--- START ---

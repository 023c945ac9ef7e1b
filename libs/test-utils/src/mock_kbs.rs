// Copyright (c) 2024 Alibaba Cloud
//
// SPDX-License-Identifier: Apache-2.0
//

//! An in-process KBS speaking the RCAR protocol over plain HTTP, for tests.
//!
//! It verifies that sample evidence is bound to the nonce it handed out and
//! to the TEE public key, and seals released resources to that key. The
//! same server can act as a passport token issuer.

use std::{
    collections::HashMap,
    convert::Infallible,
    net::SocketAddr,
    sync::{Arc, Mutex},
    time::{SystemTime, UNIX_EPOCH},
};

use base64::{
    engine::general_purpose::{STANDARD, URL_SAFE_NO_PAD},
    Engine,
};
use crypto::{rsa::PaddingMode, HashAlgorithm, WrapType};
use hyper::{
    header,
    server::conn::AddrStream,
    service::{make_service_fn, service_fn},
    Body, Method, Request, Response, Server, StatusCode,
};
use log::debug;
use serde_json::{json, Value};
use tokio::sync::oneshot;

const SESSION_COOKIE: &str = "kbs-session-id";
const RESOURCE_PREFIX: &str = "/kbs/v0/resource/";

/// What the resource endpoint answers once the caller is attested.
#[derive(Clone, Debug)]
pub enum ResourceReply {
    /// A JWE sealing these bytes to the TEE key.
    Payload(Vec<u8>),
    /// 200 with no body at all.
    EmptyBody,
    /// 200 with a JWE whose plaintext is empty.
    EmptyPayload,
    NotFound,
    Status(u16),
}

#[derive(Clone, Debug)]
pub struct MockKbsConfig {
    /// Value of `attestation-modes` in the challenge. `None` leaves the key
    /// out, as older servers do.
    pub modes: Option<Vec<String>>,
    pub resource: ResourceReply,
    /// Answer every attestation with 401.
    pub reject_attestation: bool,
    /// Number of leading auth requests answered with 503.
    pub transient_failures: usize,
    /// Mint a token on successful attestation.
    pub issue_token: bool,
    /// Mint tokens that expired long ago.
    pub expired_tokens: bool,
}

impl Default for MockKbsConfig {
    fn default() -> Self {
        Self {
            modes: None,
            resource: ResourceReply::NotFound,
            reject_attestation: false,
            transient_failures: 0,
            issue_token: false,
            expired_tokens: false,
        }
    }
}

impl MockKbsConfig {
    pub fn with_payload(payload: &[u8]) -> Self {
        Self {
            resource: ResourceReply::Payload(payload.to_vec()),
            ..Default::default()
        }
    }

    pub fn modes(mut self, modes: &[&str]) -> Self {
        self.modes = Some(modes.iter().map(|m| m.to_string()).collect());
        self
    }
}

/// Requests seen by the server, per endpoint.
#[derive(Clone, Copy, Debug, Default, PartialEq, Eq)]
pub struct Stats {
    pub auth: usize,
    pub attest: usize,
    pub resource: usize,
}

#[derive(Default)]
struct Session {
    nonce: String,
    tee_pubkey: Option<Value>,
}

struct State {
    config: MockKbsConfig,
    sessions: HashMap<String, Session>,
    next_session: usize,
    failures_left: usize,
    stats: Stats,
    nonces_attested: Vec<String>,
    resource_paths: Vec<String>,
}

type Shared = Arc<Mutex<State>>;

pub struct MockKbs {
    addr: SocketAddr,
    state: Shared,
    shutdown: Option<oneshot::Sender<()>>,
}

impl MockKbs {
    /// Start serving on an ephemeral port of 127.0.0.1. Needs a running
    /// tokio runtime.
    pub fn start(config: MockKbsConfig) -> Self {
        let state = Arc::new(Mutex::new(State {
            failures_left: config.transient_failures,
            config,
            sessions: HashMap::new(),
            next_session: 0,
            stats: Stats::default(),
            nonces_attested: Vec::new(),
            resource_paths: Vec::new(),
        }));

        let service_state = state.clone();
        let make_service = make_service_fn(move |_conn: &AddrStream| {
            let state = service_state.clone();
            async move {
                Ok::<_, Infallible>(service_fn(move |req| handle(state.clone(), req)))
            }
        });

        let server = Server::try_bind(&SocketAddr::from(([127, 0, 0, 1], 0)))
            .expect("bind mock KBS")
            .serve(make_service);
        let addr = server.local_addr();

        let (tx, rx) = oneshot::channel::<()>();
        tokio::spawn(server.with_graceful_shutdown(async {
            rx.await.ok();
        }));
        debug!("mock KBS listening on {addr}");

        Self {
            addr,
            state,
            shutdown: Some(tx),
        }
    }

    pub fn url(&self) -> String {
        format!("http://{}", self.addr)
    }

    pub fn stats(&self) -> Stats {
        self.state.lock().unwrap().stats
    }

    /// Nonces that were answered with valid evidence, in order.
    pub fn nonces_attested(&self) -> Vec<String> {
        self.state.lock().unwrap().nonces_attested.clone()
    }

    pub fn resource_paths(&self) -> Vec<String> {
        self.state.lock().unwrap().resource_paths.clone()
    }
}

impl Drop for MockKbs {
    fn drop(&mut self) {
        if let Some(tx) = self.shutdown.take() {
            let _ = tx.send(());
        }
    }
}

async fn handle(state: Shared, req: Request<Body>) -> Result<Response<Body>, Infallible> {
    let method = req.method().clone();
    let path = req.uri().path().to_string();
    let session = session_id(&req);
    let bearer = req
        .headers()
        .get(header::AUTHORIZATION)
        .and_then(|v| v.to_str().ok())
        .and_then(|v| v.strip_prefix("Bearer "))
        .map(str::to_string);
    let body = hyper::body::to_bytes(req.into_body())
        .await
        .unwrap_or_default();

    let mut state = state.lock().unwrap();
    let response = match (method, path.as_str()) {
        (Method::POST, "/kbs/v0/auth") => state.auth(&body),
        (Method::POST, "/kbs/v0/attest") => state.attest(session, &body),
        (Method::GET, p) if p.starts_with(RESOURCE_PREFIX) => {
            state.resource(&p[RESOURCE_PREFIX.len()..], session, bearer)
        }
        _ => status(StatusCode::NOT_FOUND, "URL NOT FOUND"),
    };
    Ok(response)
}

impl State {
    fn auth(&mut self, body: &[u8]) -> Response<Body> {
        self.stats.auth += 1;
        if self.failures_left > 0 {
            self.failures_left -= 1;
            return status(StatusCode::SERVICE_UNAVAILABLE, "try again later");
        }

        let Ok(request) = serde_json::from_slice::<Value>(body) else {
            return status(StatusCode::BAD_REQUEST, "BAD REQUEST");
        };
        if request.get("version").and_then(Value::as_str).is_none() {
            return status(StatusCode::BAD_REQUEST, "missing protocol version");
        }

        self.next_session += 1;
        let id = format!("session-{}", self.next_session);
        let nonce = STANDARD.encode(crypto::random_bytes::<32>());
        self.sessions.insert(
            id.clone(),
            Session {
                nonce: nonce.clone(),
                tee_pubkey: None,
            },
        );

        let mut extra_params = json!({ "selected-hash-algorithm": "sha384" });
        if let Some(modes) = &self.config.modes {
            extra_params["attestation-modes"] = json!(modes);
        }
        let challenge = json!({ "nonce": nonce, "extra-params": extra_params });

        Response::builder()
            .status(StatusCode::OK)
            .header(header::CONTENT_TYPE, "application/json")
            .header(header::SET_COOKIE, format!("{SESSION_COOKIE}={id}; Path=/"))
            .body(Body::from(challenge.to_string()))
            .unwrap()
    }

    fn attest(&mut self, session: Option<String>, body: &[u8]) -> Response<Body> {
        self.stats.attest += 1;
        let Some(session) = session.and_then(|id| self.sessions.get_mut(&id)) else {
            return error_info(StatusCode::UNAUTHORIZED, "Unauthorized", "no session");
        };
        if self.config.reject_attestation {
            return error_info(
                StatusCode::UNAUTHORIZED,
                "AttestationFailed",
                "evidence does not satisfy the policy",
            );
        }

        let Ok(attestation) = serde_json::from_slice::<Value>(body) else {
            return status(StatusCode::BAD_REQUEST, "BAD REQUEST");
        };
        let tee_pubkey = attestation["tee-pubkey"].clone();
        let runtime_data = json!({
            "tee-pubkey": tee_pubkey,
            "nonce": session.nonce,
        });
        let expected = HashAlgorithm::Sha384.digest(runtime_data.to_string().as_bytes());
        let reported = attestation["tee-evidence"]["report_data"]
            .as_str()
            .and_then(|r| STANDARD.decode(r).ok());
        if reported.as_deref() != Some(&expected[..]) {
            return error_info(
                StatusCode::UNAUTHORIZED,
                "AttestationFailed",
                "report data does not bind nonce and key",
            );
        }

        session.tee_pubkey = Some(tee_pubkey.clone());
        self.nonces_attested.push(session.nonce.clone());

        let body = if self.config.issue_token {
            json!({ "token": mint_token(&tee_pubkey, self.config.expired_tokens) })
        } else {
            json!({})
        };
        Response::builder()
            .status(StatusCode::OK)
            .header(header::CONTENT_TYPE, "application/json")
            .body(Body::from(body.to_string()))
            .unwrap()
    }

    fn resource(
        &mut self,
        path: &str,
        session: Option<String>,
        bearer: Option<String>,
    ) -> Response<Body> {
        self.stats.resource += 1;
        self.resource_paths.push(path.to_string());

        let tee_pubkey = match bearer {
            Some(token) => token_pubkey(&token),
            None => session
                .and_then(|id| self.sessions.get(&id))
                .and_then(|s| s.tee_pubkey.clone()),
        };
        let Some(tee_pubkey) = tee_pubkey else {
            return error_info(StatusCode::UNAUTHORIZED, "Unauthorized", "not attested");
        };

        match &self.config.resource {
            ResourceReply::Payload(payload) => json_response(seal(&tee_pubkey, payload)),
            ResourceReply::EmptyPayload => json_response(seal(&tee_pubkey, &[])),
            ResourceReply::EmptyBody => Response::new(Body::empty()),
            ResourceReply::NotFound => {
                error_info(StatusCode::NOT_FOUND, "ResourceNotFound", "no such resource")
            }
            ResourceReply::Status(code) => status(
                StatusCode::from_u16(*code).unwrap_or(StatusCode::INTERNAL_SERVER_ERROR),
                "mock failure",
            ),
        }
    }
}

fn session_id(req: &Request<Body>) -> Option<String> {
    req.headers()
        .get_all(header::COOKIE)
        .iter()
        .filter_map(|v| v.to_str().ok())
        .flat_map(|v| v.split(';'))
        .filter_map(|c| c.trim().split_once('='))
        .find(|(name, _)| *name == SESSION_COOKIE)
        .map(|(_, value)| value.to_string())
}

fn status(code: StatusCode, message: &str) -> Response<Body> {
    Response::builder()
        .status(code)
        .body(Body::from(message.to_string()))
        .unwrap()
}

fn error_info(code: StatusCode, error_type: &str, detail: &str) -> Response<Body> {
    let body = json!({ "type": error_type, "detail": detail });
    Response::builder()
        .status(code)
        .header(header::CONTENT_TYPE, "application/json")
        .body(Body::from(body.to_string()))
        .unwrap()
}

fn json_response(body: Value) -> Response<Body> {
    Response::builder()
        .status(StatusCode::OK)
        .header(header::CONTENT_TYPE, "application/json")
        .body(Body::from(body.to_string()))
        .unwrap()
}

fn now() -> u64 {
    SystemTime::now()
        .duration_since(UNIX_EPOCH)
        .unwrap()
        .as_secs()
}

/// Unsigned JWT carrying the attested key, valid for an hour.
fn mint_token(tee_pubkey: &Value, expired: bool) -> String {
    let header = URL_SAFE_NO_PAD.encode(r#"{"alg":"none","typ":"JWT"}"#);
    let iat = if expired { 1_000_000_000 } else { now() };
    let claims = json!({
        "iat": iat,
        "nbf": iat,
        "exp": iat + 3600,
        "tee-pubkey": tee_pubkey,
    });
    format!("{header}.{}.", URL_SAFE_NO_PAD.encode(claims.to_string()))
}

fn token_pubkey(token: &str) -> Option<Value> {
    let claims = token.split('.').nth(1)?;
    let claims = URL_SAFE_NO_PAD.decode(claims).ok()?;
    let claims: Value = serde_json::from_slice(&claims).ok()?;
    if claims["exp"].as_u64()? < now() {
        return None;
    }
    Some(claims["tee-pubkey"].clone())
}

/// JWE sealing `payload` to an RSA JWK, RSA-OAEP-256 over A256GCM.
pub fn seal(tee_pubkey: &Value, payload: &[u8]) -> Value {
    let field = |name: &str| {
        tee_pubkey[name]
            .as_str()
            .and_then(|v| URL_SAFE_NO_PAD.decode(v).ok())
            .expect("RSA JWK")
    };
    let (n, e) = (field("n"), field("e"));

    let protected = URL_SAFE_NO_PAD.encode(r#"{"alg":"RSA-OAEP-256","enc":"A256GCM"}"#);
    let cek = crypto::random_bytes::<32>();
    let iv = crypto::random_bytes::<12>();
    let encrypted_key = crypto::rsa::encrypt_to_public_key(&n, &e, PaddingMode::OAEP256, &cek)
        .expect("wrap CEK");
    let sealed = crypto::encrypt_aead(&cek, payload, &iv, protected.as_bytes(), WrapType::Aes256Gcm)
        .expect("seal payload");

    json!({
        "protected": protected,
        "encrypted_key": URL_SAFE_NO_PAD.encode(encrypted_key),
        "iv": URL_SAFE_NO_PAD.encode(iv),
        "ciphertext": URL_SAFE_NO_PAD.encode(sealed.ciphertext),
        "tag": URL_SAFE_NO_PAD.encode(sealed.tag),
    })
}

--- END ---

• BRIEF
Look through the records above and please copy every line in which the string "challenge" occurs.

• SOLUTION TO THE PROBLEM
    /// Value of `attestation-modes` in the challenge. `None` leaves the key
        let challenge = json!({ "nonce": nonce, "extra-params": extra_params });
            .body(Body::from(challenge.to_string()))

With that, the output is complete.